** Exercise details **
Copy out all the lines of the data that hold the word "every".

[Saved entries]
_ _ _ _
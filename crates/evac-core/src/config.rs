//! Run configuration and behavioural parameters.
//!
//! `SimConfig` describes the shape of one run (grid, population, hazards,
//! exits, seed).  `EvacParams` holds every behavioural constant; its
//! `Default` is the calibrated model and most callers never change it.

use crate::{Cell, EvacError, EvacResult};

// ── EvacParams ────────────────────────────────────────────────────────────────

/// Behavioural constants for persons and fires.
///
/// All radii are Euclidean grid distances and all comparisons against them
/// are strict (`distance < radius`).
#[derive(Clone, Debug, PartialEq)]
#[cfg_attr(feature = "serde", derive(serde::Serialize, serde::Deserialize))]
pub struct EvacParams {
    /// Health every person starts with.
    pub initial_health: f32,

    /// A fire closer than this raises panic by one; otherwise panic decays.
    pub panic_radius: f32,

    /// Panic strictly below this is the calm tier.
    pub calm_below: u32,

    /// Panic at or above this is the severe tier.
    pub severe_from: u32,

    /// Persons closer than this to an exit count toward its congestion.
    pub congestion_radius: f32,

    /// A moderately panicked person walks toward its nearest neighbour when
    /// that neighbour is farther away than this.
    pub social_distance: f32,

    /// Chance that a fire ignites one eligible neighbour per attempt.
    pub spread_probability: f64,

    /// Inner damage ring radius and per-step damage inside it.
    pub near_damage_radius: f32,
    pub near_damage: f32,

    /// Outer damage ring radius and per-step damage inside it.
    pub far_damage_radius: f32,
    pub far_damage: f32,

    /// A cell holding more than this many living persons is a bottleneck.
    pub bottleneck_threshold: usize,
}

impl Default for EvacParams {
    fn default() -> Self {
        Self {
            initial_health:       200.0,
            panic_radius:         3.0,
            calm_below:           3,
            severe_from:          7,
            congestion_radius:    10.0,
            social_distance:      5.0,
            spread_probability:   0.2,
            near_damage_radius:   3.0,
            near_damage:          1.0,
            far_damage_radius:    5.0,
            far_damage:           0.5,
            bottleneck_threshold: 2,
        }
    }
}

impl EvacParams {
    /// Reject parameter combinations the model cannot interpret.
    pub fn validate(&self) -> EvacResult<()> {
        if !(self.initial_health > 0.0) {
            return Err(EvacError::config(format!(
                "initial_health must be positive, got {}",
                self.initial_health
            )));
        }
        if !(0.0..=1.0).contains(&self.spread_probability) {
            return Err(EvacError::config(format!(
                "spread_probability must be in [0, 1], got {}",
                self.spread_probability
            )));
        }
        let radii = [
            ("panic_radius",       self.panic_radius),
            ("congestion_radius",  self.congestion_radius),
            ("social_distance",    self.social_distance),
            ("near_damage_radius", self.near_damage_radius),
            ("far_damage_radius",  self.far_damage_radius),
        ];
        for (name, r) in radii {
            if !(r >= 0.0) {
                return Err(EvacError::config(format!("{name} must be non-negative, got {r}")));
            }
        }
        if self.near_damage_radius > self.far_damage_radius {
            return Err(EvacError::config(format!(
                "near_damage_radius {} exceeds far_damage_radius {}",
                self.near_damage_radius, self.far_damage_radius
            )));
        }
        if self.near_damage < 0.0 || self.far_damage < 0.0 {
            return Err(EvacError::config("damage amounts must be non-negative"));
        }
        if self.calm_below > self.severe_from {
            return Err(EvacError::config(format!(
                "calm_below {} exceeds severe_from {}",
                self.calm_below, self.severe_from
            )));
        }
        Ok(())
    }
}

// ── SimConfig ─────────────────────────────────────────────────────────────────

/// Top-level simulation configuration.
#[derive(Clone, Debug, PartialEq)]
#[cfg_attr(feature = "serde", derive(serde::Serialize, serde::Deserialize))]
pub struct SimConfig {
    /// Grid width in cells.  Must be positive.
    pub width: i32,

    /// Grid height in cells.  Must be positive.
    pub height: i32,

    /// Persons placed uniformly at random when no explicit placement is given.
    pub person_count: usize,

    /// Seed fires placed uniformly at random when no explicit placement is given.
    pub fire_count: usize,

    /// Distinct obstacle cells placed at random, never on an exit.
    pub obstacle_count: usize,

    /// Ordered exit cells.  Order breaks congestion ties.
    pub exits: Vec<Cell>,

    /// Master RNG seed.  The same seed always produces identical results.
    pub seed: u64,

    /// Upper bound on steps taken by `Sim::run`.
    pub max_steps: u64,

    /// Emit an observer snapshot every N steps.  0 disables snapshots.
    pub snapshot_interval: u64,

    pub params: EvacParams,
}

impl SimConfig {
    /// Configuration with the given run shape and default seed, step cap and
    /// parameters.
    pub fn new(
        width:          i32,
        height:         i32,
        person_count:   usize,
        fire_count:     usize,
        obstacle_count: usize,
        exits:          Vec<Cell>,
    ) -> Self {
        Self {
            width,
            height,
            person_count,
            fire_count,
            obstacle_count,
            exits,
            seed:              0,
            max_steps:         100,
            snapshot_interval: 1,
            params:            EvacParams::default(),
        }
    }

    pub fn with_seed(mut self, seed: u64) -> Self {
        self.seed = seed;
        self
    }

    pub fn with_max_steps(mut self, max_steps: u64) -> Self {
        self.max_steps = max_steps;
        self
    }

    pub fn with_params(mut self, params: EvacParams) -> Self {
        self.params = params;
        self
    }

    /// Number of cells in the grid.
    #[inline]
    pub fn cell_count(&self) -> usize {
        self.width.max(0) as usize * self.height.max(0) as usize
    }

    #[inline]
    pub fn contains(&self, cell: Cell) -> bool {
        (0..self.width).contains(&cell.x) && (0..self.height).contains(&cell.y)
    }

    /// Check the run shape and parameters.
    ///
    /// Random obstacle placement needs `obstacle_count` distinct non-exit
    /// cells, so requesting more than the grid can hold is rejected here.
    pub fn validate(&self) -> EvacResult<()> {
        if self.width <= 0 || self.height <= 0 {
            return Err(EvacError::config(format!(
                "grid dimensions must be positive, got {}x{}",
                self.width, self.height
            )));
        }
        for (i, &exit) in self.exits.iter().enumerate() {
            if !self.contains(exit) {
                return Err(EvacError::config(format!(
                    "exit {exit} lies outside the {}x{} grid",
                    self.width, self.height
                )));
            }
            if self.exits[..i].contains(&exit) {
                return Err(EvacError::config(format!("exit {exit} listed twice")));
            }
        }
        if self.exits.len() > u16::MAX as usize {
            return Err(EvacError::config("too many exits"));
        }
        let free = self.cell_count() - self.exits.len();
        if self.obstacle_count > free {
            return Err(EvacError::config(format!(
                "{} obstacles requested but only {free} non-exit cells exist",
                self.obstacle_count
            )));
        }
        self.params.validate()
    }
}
_ _ _ _
** Answer to this task **
//! exits, seed).  `EvacParams` holds every behavioural constant; its
    /// Health every person starts with.
    /// Emit an observer snapshot every N steps.  0 disables snapshots.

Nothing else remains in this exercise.